The Weight of Structural Barriers

Her work exposes the practical obstacles that stand in the way of integrated care, revealing a landscape shaped by financial strain, limited infrastructure, and scarce workforce capacity. Rural systems must stretch every dollar while still meeting complex patient needs, and persistent provider shortages intensify these pressures.

These two enduring challenges—cost and limited clinical staffing—form the core barriers. “Healthcare is extremely expensive,” she says. “Providing dental care is expensive, providing medications is expensive. Bringing all the facets of the ICCC model together is costly.” Beyond cost, rural communities face chronic workforce shortages that compound access issues. “We live in a health professional shortage area. You do not have enough providers, and people often do not want to move to rural areas. Some of the best talent goes to metropolitan areas.”

What Effective Integration Looks Like

These constraints make the implementation of integrated care more difficult in Appalachia than in many other regions. Dr. Tyson’s ICCC model proves it can be done. She highlights three high-impact practices that have reshaped outcomes for her patients. Unified Care Navigation: Dr. Tyson describes unified navigation as the glue that holds the entire model together. Her team conducts proactive outreach, often calling or visiting patients before they miss appointments. Technology can strengthen this even further. “Using risk-stratification algorithms can identify the patients who are most likely to need us the most. It helps convert care from episodic and reactive to continuous and relational.”

Integrated Access Points: The Health Wagon integrates primary care, dental services, pharmacy support, behavioral health, telehealth, chronic disease management, and social-determinant resources into a single ecosystem. “It removes the number one barrier in fragmented care,” says Dr. Tyson. “Patients do not have to navigate multiple providers or locations.”

Closing the Loop on Specialty Care: Telehealth partnerships, particularly with the University of Virginia Health Systems, have made specialty care accessible for patients who would otherwise go without it. “Our people are able to have the finest access to healthcare in this nation,” she says. For rural patients, this continuity is lifesaving.

These practices continue to work because they’re adapted to realities on the ground. They acknowledge long travel distances, inconsistent broadband, financial hardship, and the cultural pride that often prevents people from asking for help.

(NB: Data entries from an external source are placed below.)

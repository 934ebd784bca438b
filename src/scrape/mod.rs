// src/scrape/mod.rs
//
// The pipeline: fetch (through the cache) → locate → normalize, one pass.
// Fatal conditions (fetch failure, no marker tables) end the run; a missing or
// empty source only marks that source in the report.

pub mod locate;
pub mod normalize;

use chrono::{DateTime, Utc};

use crate::{
    aggregate::{self, ContinentView, JoinedView},
    config::options::ScrapeOptions,
    core::{cache::FetchCache, net::{Fetch, RawPage}},
    error::{GdpError, Result},
    progress::Progress,
    records::SourceRecords,
    specs::sources::Source,
};

pub use locate::{locate, Located, RawTable};
pub use normalize::normalize;

#[derive(Clone, Debug, PartialEq)]
pub enum SourceOutcome {
    Loaded(SourceRecords),
    /// No table named this source.
    Missing(Source),
    /// A table was found but no row survived.
    Empty(Source),
}

impl SourceOutcome {
    pub fn source(&self) -> Source {
        match self {
            SourceOutcome::Loaded(r) => r.source,
            SourceOutcome::Missing(s) | SourceOutcome::Empty(s) => *s,
        }
    }

    pub fn records(&self) -> Option<&SourceRecords> {
        match self {
            SourceOutcome::Loaded(r) => Some(r),
            _ => None,
        }
    }

    /// The degradation as an error value, for inline reporting.
    pub fn issue(&self) -> Option<GdpError> {
        match self {
            SourceOutcome::Loaded(_) => None,
            SourceOutcome::Missing(s) => Some(GdpError::MissingSource(*s)),
            SourceOutcome::Empty(s) => Some(GdpError::EmptySource(*s)),
        }
    }
}

/// Result of one run: every requested source, in request order.
#[derive(Clone, Debug, PartialEq)]
pub struct Report {
    pub url: String,
    pub fetched_at: DateTime<Utc>,
    pub outcomes: Vec<SourceOutcome>,
}

impl Report {
    pub fn loaded(&self) -> impl Iterator<Item = &SourceRecords> {
        self.outcomes.iter().filter_map(|o| o.records())
    }

    pub fn records(&self, source: Source) -> Option<&SourceRecords> {
        self.loaded().find(|r| r.source == source)
    }

    pub fn issues(&self) -> Vec<GdpError> {
        self.outcomes.iter().filter_map(|o| o.issue()).collect()
    }

    pub fn is_complete(&self) -> bool {
        self.outcomes.iter().all(|o| o.records().is_some())
    }

    pub fn joined(&self) -> JoinedView {
        let sets: Vec<SourceRecords> = self.loaded().cloned().collect();
        aggregate::join(&sets)
    }

    /// Continent grouping of one source, `None` if it did not load.
    pub fn by_continent(&self, source: Source) -> Option<ContinentView> {
        self.records(source).map(|r| aggregate::group_by_continent(&r.records))
    }
}

/// Fetch (or reuse) the page and build a report.
pub fn run(
    opts: &ScrapeOptions,
    cache: &mut FetchCache,
    fetcher: &dyn Fetch,
    mut progress: Option<&mut dyn Progress>,
) -> Result<Report> {
    if let Some(p) = progress.as_deref_mut() {
        p.log("Fetching page…");
    }

    let page = match cache.get_or_fetch(&opts.url, fetcher) {
        Ok(page) => page,
        Err(e) => {
            loge!("Scrape: {e}");
            if let Some(p) = progress.as_deref_mut() {
                p.finish();
            }
            return Err(e);
        }
    };

    build_report(page, opts, progress)
}

/// Locate + normalize an already fetched page.
pub fn build_report(
    page: &RawPage,
    opts: &ScrapeOptions,
    mut progress: Option<&mut dyn Progress>,
) -> Result<Report> {
    if let Some(p) = progress.as_deref_mut() {
        p.begin(opts.sources.len());
    }

    let located = match locate(page, &opts.marker, &opts.sources) {
        Ok(v) => v,
        Err(e) => {
            loge!("Scrape: {e}");
            if let Some(p) = progress.as_deref_mut() {
                p.finish();
            }
            return Err(e);
        }
    };

    let mut outcomes = Vec::with_capacity(located.len());
    for loc in located {
        let source = loc.source();
        let outcome = match loc {
            Located::NotFound(_) => SourceOutcome::Missing(source),
            Located::Found { table, .. } => match normalize(source, &table) {
                Ok(records) => SourceOutcome::Loaded(records),
                Err(_) => SourceOutcome::Empty(source),
            },
        };

        if let Some(p) = progress.as_deref_mut() {
            match outcome.issue() {
                None => p.item_done(source.label()),
                Some(e) => p.item_failed(source.label(), &e.to_string()),
            }
        }
        outcomes.push(outcome);
    }

    if let Some(p) = progress.as_deref_mut() {
        p.finish();
    }

    let loaded = outcomes.iter().filter(|o| o.records().is_some()).count();
    logf!("Scrape: {} of {} source(s) loaded from {}", loaded, outcomes.len(), page.url);

    Ok(Report { url: page.url.clone(), fetched_at: page.fetched_at, outcomes })
}
// src/bin/cli.rs
use gdp_scrape::cli;

fn main() -> color_eyre::Result<()> {
    color_eyre::install()?;
    cli::run()
}
// src/chart.rs
//
// Toolkit-agnostic bar chart models. The GUI paints them, the CLI prints them.

use crate::aggregate::{ContinentView, JoinedView};
use crate::specs::sources::Source;

#[derive(Clone, Debug, PartialEq)]
pub struct Segment {
    pub label: String,
    pub value: f64,
}

#[derive(Clone, Debug, PartialEq)]
pub struct Bar {
    pub label: String,
    /// Grouped charts: one segment per series. Stacked charts: one per member.
    pub segments: Vec<Segment>,
}

impl Bar {
    pub fn total(&self) -> f64 {
        self.segments.iter().map(|s| s.value).sum()
    }

    pub fn peak(&self) -> f64 {
        self.segments.iter().map(|s| s.value).fold(0.0, f64::max)
    }
}

#[derive(Clone, Debug, PartialEq)]
pub struct BarChart {
    pub title: String,
    /// Legend entries for grouped charts; empty for stacked ones.
    pub series: Vec<String>,
    pub bars: Vec<Bar>,
    pub stacked: bool,
}

impl BarChart {
    pub fn is_empty(&self) -> bool {
        self.bars.is_empty()
    }

    /// Largest extent along the value axis.
    pub fn max_value(&self) -> f64 {
        self.bars
            .iter()
            .map(|b| if self.stacked { b.total() } else { b.peak() })
            .fold(0.0, f64::max)
    }
}

/// Top `top_n` countries ranked by `rank_by`, one segment per joined source.
/// Sources that lack a country contribute zero.
pub fn comparison_chart(view: &JoinedView, rank_by: Source, top_n: usize) -> BarChart {
    let series = view.sources.iter().map(|s| s.label().to_string()).collect();
    let rank_ix = view.source_index(rank_by);

    let bars = view
        .ranked_by(rank_by)
        .into_iter()
        .filter(|r| rank_ix.is_some_and(|ix| r.values[ix].is_some()))
        .take(top_n)
        .map(|r| Bar {
            label: r.country.clone(),
            segments: view
                .sources
                .iter()
                .enumerate()
                .map(|(i, s)| Segment { label: s.label().to_string(), value: r.value_or_zero(i) })
                .collect(),
        })
        .collect();

    BarChart {
        title: format!("GDP by source (top {top_n} by {rank_by})"),
        series,
        bars,
        stacked: false,
    }
}

/// One stacked bar per continent. The `top_members` largest members get their
/// own segment; the rest fold into "Other".
pub fn continent_chart(view: &ContinentView, source: Source, top_members: usize) -> BarChart {
    let bars = view
        .groups
        .iter()
        .map(|g| {
            let mut segments: Vec<Segment> = g
                .members
                .iter()
                .take(top_members)
                .map(|(c, v)| Segment { label: c.clone(), value: *v })
                .collect();
            let rest: f64 = g.members.iter().skip(top_members).map(|(_, v)| v).sum();
            if g.members.len() > top_members {
                segments.push(Segment { label: s!("Other"), value: rest });
            }
            Bar { label: g.continent.label().to_string(), segments }
        })
        .collect();

    BarChart {
        title: format!("GDP by continent ({source})"),
        series: Vec::new(),
        bars,
        stacked: true,
    }
}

AI, Remote Monitoring, and a More Equitable Future

Emerging technologies are creating a turning point in closing long-standing gaps in healthcare access.  “I am very optimistic about AI,” she says. “It can level the playing field for patients in low-resource areas. They will have the same predictive insights as someone in a metropolitan area.” Her team already uses AI for procedures such as colposcopies for women with abnormal Pap smears and is exploring retinal imaging systems. For a region where cardiovascular disease and lung cancer are leading killers, early detection powered by AI has life-changing potential.

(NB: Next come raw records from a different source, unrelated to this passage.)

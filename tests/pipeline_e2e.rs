// tests/pipeline_e2e.rs
//
// Fetch → locate → normalize → aggregate → chart/map, through the cache,
// with an in-memory fetcher.
mod common;

use std::collections::HashSet;

use gdp_scrape::chart::{comparison_chart, continent_chart};
use gdp_scrape::config::options::ScrapeOptions;
use gdp_scrape::core::cache::FetchCache;
use gdp_scrape::data;
use gdp_scrape::map::MapView;
use gdp_scrape::present::{self, NO_DATA};
use gdp_scrape::progress::Progress;
use gdp_scrape::scrape::{self, SourceOutcome};
use gdp_scrape::specs::sources::Source;
use gdp_scrape::GdpError;

use common::{FixtureFetch, COMBINED, NO_TABLES, THREE_TABLES, URL};

fn opts() -> ScrapeOptions {
    ScrapeOptions { url: URL.to_string(), ..ScrapeOptions::default() }
}

#[derive(Default)]
struct Recorder {
    total: usize,
    done: Vec<String>,
    failed: Vec<String>,
    finished: bool,
}

impl Progress for Recorder {
    fn begin(&mut self, total: usize) { self.total = total; }
    fn item_done(&mut self, label: &str) { self.done.push(label.to_string()); }
    fn item_failed(&mut self, label: &str, _reason: &str) { self.failed.push(label.to_string()); }
    fn finish(&mut self) { self.finished = true; }
}

#[test]
fn three_recognized_tables() {
    let fetch = FixtureFetch::new(THREE_TABLES);
    let mut cache = FetchCache::new(600);
    let mut rec = Recorder::default();

    let report = scrape::run(&opts(), &mut cache, &fetch, Some(&mut rec)).unwrap();

    assert!(report.is_complete());
    assert!(report.issues().is_empty());
    assert_eq!(report.outcomes.len(), 3);
    for s in Source::ALL {
        assert!(report.records(s).unwrap().len() >= 2, "{s}");
    }
    assert_eq!(rec.total, 3);
    assert_eq!(rec.done, vec!["IMF", "World Bank", "United Nations"]);
    assert!(rec.finished);

    let union: HashSet<String> = report
        .loaded()
        .flat_map(|r| r.records.iter().map(|g| g.country.clone()))
        .collect();
    let joined = report.joined();
    assert!(joined.len() <= union.len());
    assert_eq!(joined.len(), 6);

    let chart = comparison_chart(&joined, Source::Imf, 3);
    assert_eq!(chart.bars.len(), 3);
    assert_eq!(chart.bars[0].label, "United States");
    assert_eq!(chart.series, vec!["IMF", "World Bank", "United Nations"]);

    let continents = report.by_continent(Source::UnitedNations).unwrap();
    let stacked = continent_chart(&continents, Source::UnitedNations, 1);
    assert!(stacked.stacked);
    assert!(!stacked.is_empty());
}

#[test]
fn page_is_fetched_once_while_cached() {
    let fetch = FixtureFetch::new(THREE_TABLES);
    let mut cache = FetchCache::new(600);

    scrape::run(&opts(), &mut cache, &fetch, None).unwrap();
    scrape::run(&opts(), &mut cache, &fetch, None).unwrap();
    assert_eq!(fetch.calls.get(), 1);

    assert!(cache.invalidate(URL));
    scrape::run(&opts(), &mut cache, &fetch, None).unwrap();
    assert_eq!(fetch.calls.get(), 2);
}

#[test]
fn combined_layout_loads_every_source() {
    let fetch = FixtureFetch::new(COMBINED);
    let mut cache = FetchCache::new(600);
    let report = scrape::run(&opts(), &mut cache, &fetch, None).unwrap();

    assert!(report.is_complete());
    let joined = report.joined();
    // Tuvalu has no IMF figure
    let tuvalu = joined.rows.iter().find(|r| r.country == "Tuvalu").unwrap();
    assert_eq!(tuvalu.values, vec![None, Some(60.0), Some(55.0)]);

    let ds = data::joined_dataset(&joined);
    assert_eq!(ds.headers, vec!["Country", "IMF", "World Bank", "United Nations"]);
    assert_eq!(ds.rows.last().unwrap(), &vec!["Tuvalu".to_string(), String::new(), "60".into(), "55".into()]);
}

#[test]
fn no_marker_tables_aborts_without_charts() {
    let fetch = FixtureFetch::new(NO_TABLES);
    let mut cache = FetchCache::new(600);
    let mut rec = Recorder::default();

    let err = scrape::run(&opts(), &mut cache, &fetch, Some(&mut rec)).unwrap_err();
    assert!(matches!(err, GdpError::NoTablesFound { .. }));
    assert!(err.is_fatal());
    assert!(rec.finished);
    assert!(rec.done.is_empty());
}

#[test]
fn fetch_failure_is_fatal_and_not_cached() {
    let fetch = FixtureFetch::failing();
    let mut cache = FetchCache::new(600);

    let err = scrape::run(&opts(), &mut cache, &fetch, None).unwrap_err();
    assert!(matches!(err, GdpError::Fetch { .. }));
    assert!(cache.is_empty());
}

#[test]
fn partial_report_flags_missing_sources() {
    static ONE_TABLE: &str = r#"<table class="wikitable">
        <tr><th>Country</th><th>IMF</th></tr>
        <tr><td>Japan</td><td>4,231,141</td></tr>
        <tr><td>India</td><td>3,937,011</td></tr></table>
        <table class="wikitable">
        <tr><th>Country</th><th>World Bank</th></tr>
        <tr><td>World</td><td>100,562,011</td></tr></table>"#;
    let fetch = FixtureFetch::new(ONE_TABLE);
    let mut cache = FetchCache::new(600);
    let mut rec = Recorder::default();

    let report = scrape::run(&opts(), &mut cache, &fetch, Some(&mut rec)).unwrap();
    assert!(!report.is_complete());
    assert!(matches!(report.outcomes[0], SourceOutcome::Loaded(_)));
    assert_eq!(report.outcomes[1], SourceOutcome::Empty(Source::WorldBank));
    assert_eq!(report.outcomes[2], SourceOutcome::Missing(Source::UnitedNations));
    assert_eq!(rec.failed, vec!["World Bank", "United Nations"]);

    let issues = present::render_issues(&report.issues());
    assert_eq!(issues.lines().count(), 2);
    assert!(issues.contains("World Bank"));

    // Views of the missing source degrade to the inline message
    assert!(report.by_continent(Source::UnitedNations).is_none());
    let empty = data::DataSet::default();
    assert_eq!(present::render_table(&empty).trim_end(), NO_DATA);
}

#[test]
fn marker_renders_and_boundaries_are_accepted() {
    let sf = MapView::single(37.7749, -122.4194, 0).unwrap();
    assert!(sf.project(sf.markers[0].at, 800.0, 400.0).is_some());
    assert_eq!(sf.markers[0].popup, "Your location");

    let corner = MapView::single(90.0, -180.0, 0).unwrap();
    assert_eq!(corner.project(corner.markers[0].at, 800.0, 400.0), Some((0.0, 0.0)));

    assert!(matches!(
        MapView::single(-90.1, 0.0, 0),
        Err(GdpError::CoordinateOutOfRange { .. })
    ));

    let text = present::render_map(&sf, 73, 25);
    assert!(text.contains('*'));
}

It’s also helping to strengthen personalized care. “It gives patients exactly what they need and not just generic instructions. It incorporates comorbidities, lifestyle, and social determinants of health,” she says, noting that many rural residents do not openly discuss barriers like food insecurity or lack of transportation. AI-driven prompts within electronic health records can reveal these hidden needs and ensure patients leave with practical support.

She also sees AI as a means of reducing implicit bias. “It standardizes diagnostics and takes the human decision-making that can be affected by stress or bias out of the equation. That ensures safer, more consistent care.” Remote patient monitoring reinforces these gains by giving clinicians real‑time insight into patient needs. Continuous glucose monitors, for example, have transformed diabetes management in her clinics. “Patients know in real time how foods affect their blood sugar. It creates accountability and prevents deterioration before it occurs,” she says.

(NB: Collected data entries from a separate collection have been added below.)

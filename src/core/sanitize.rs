// src/core/sanitize.rs
//
// Cell-text cleaning: whitespace, footnote brackets, numeric coercion.

pub fn normalize_ws(s: &str) -> String {
    let mut out = String::with_capacity(s.len());
    let mut prev_space = false;
    for ch in s.chars() {
        if ch.is_whitespace() {
            if !prev_space { out.push(' '); prev_space = true; }
        } else { out.push(ch); prev_space = false; }
    }
    out.trim().to_string()
}

/// Remove any `[ ... ]` bracket tags (e.g. `[12]`, `[note 1]`, `[n 3]`).
/// Greedy within each bracket pair, no nesting.
pub fn strip_brackets(s: &str) -> String {
    let mut out = String::with_capacity(s.len());
    let mut in_bracket = false;
    for ch in s.chars() {
        match ch {
            '[' => in_bracket = true,
            ']' => in_bracket = false,
            _ if !in_bracket => out.push(ch),
            _ => {}
        }
    }
    normalize_ws(&out)
}

/// Display name for a country cell: footnotes and trailing markers dropped.
pub fn clean_country(s: &str) -> String {
    let s = strip_brackets(s);
    let s = s.trim_end_matches(|c: char| matches!(c, '*' | '†' | '‡') || c.is_whitespace());
    s.trim().to_string()
}

fn is_currency(c: char) -> bool {
    matches!(c, '$' | '€' | '£' | '¥' | '₹' | '₩' | '₽' | '¢' | '₺' | '₫' | '₱' | '₦' | '₪' | '฿')
}

fn is_space_sep(c: char) -> bool {
    matches!(c, ' ' | '\u{a0}' | '\u{202f}' | '\u{2009}')
}

/// Exactly three digits starting at `at`, then a non-digit or the end.
fn is_thousands_group(chars: &[char], at: usize) -> bool {
    let group = chars.get(at..at + 3);
    let full = group.is_some_and(|g| g.iter().all(|c| c.is_ascii_digit()));
    full && !chars.get(at + 3).is_some_and(|c| c.is_ascii_digit())
}

/// Coerce a formatted GDP cell to a number.
///
/// Accepts an optional prefix of whitespace, currency symbols and up to three
/// capital letters (`US$`), then a number with `,` / `'` / space thousands
/// separators. Whatever follows the number (`(2023)`, `million`) is ignored.
/// Returns `None` for cells without digits and for negative values.
///
/// `"$1,234,567[12]"` → `Some(1234567.0)`; `"N/A"` → `None`.
pub fn parse_number(cell: &str) -> Option<f64> {
    let cleaned = strip_brackets(cell);
    let chars: Vec<char> = cleaned.chars().collect();

    let mut i = 0usize;
    let mut letters = 0usize;
    while i < chars.len() && !chars[i].is_ascii_digit() {
        let c = chars[i];
        if c == '-' || c == '\u{2212}' {
            return None;
        }
        if c == '.' && chars.get(i + 1).is_some_and(|d| d.is_ascii_digit()) {
            break;
        }
        if c.is_ascii_uppercase() {
            letters += 1;
            if letters > 3 { return None; }
        } else if !(c.is_whitespace() || is_currency(c) || c == '~' || c == '≈') {
            return None;
        }
        i += 1;
    }

    let mut body = String::new();
    while i < chars.len() {
        let c = chars[i];
        if c.is_ascii_digit() || c == '.' {
            body.push(c);
        } else if c == ',' || c == '\'' {
            if !chars.get(i + 1).is_some_and(|d| d.is_ascii_digit()) { break; }
        } else if is_space_sep(c) {
            if !is_thousands_group(&chars, i + 1) { break; }
        } else {
            break;
        }
        i += 1;
    }

    if !body.chars().any(|c| c.is_ascii_digit()) {
        return None;
    }
    // "1.234.567" style grouping
    let body = if body.matches('.').count() > 1 { body.replace('.', "") } else { body };
    let v: f64 = body.parse().ok()?;
    (v.is_finite() && v >= 0.0).then_some(v)
}

/// First run of exactly four digits, e.g. `"2023[n 1]"` → `Some(2023)`.
pub fn parse_year(cell: &str) -> Option<i32> {
    let s = strip_brackets(cell);
    let mut run = String::new();
    for ch in s.chars().chain(std::iter::once(' ')) {
        if ch.is_ascii_digit() {
            run.push(ch);
        } else {
            if run.len() == 4 {
                return run.parse().ok();
            }
            run.clear();
        }
    }
    None
}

A Model with National Implications

Dr. Tyson’s ICCC model is not only transforming care in Appalachia; it is illustrating what sustainable rural health innovation can look like across the country. Her approach is rooted in compassion, partnership, and a refusal to accept that geography should determine health outcomes. “Our patients have never been on the same playing field,” she shares. “We are working to change that.”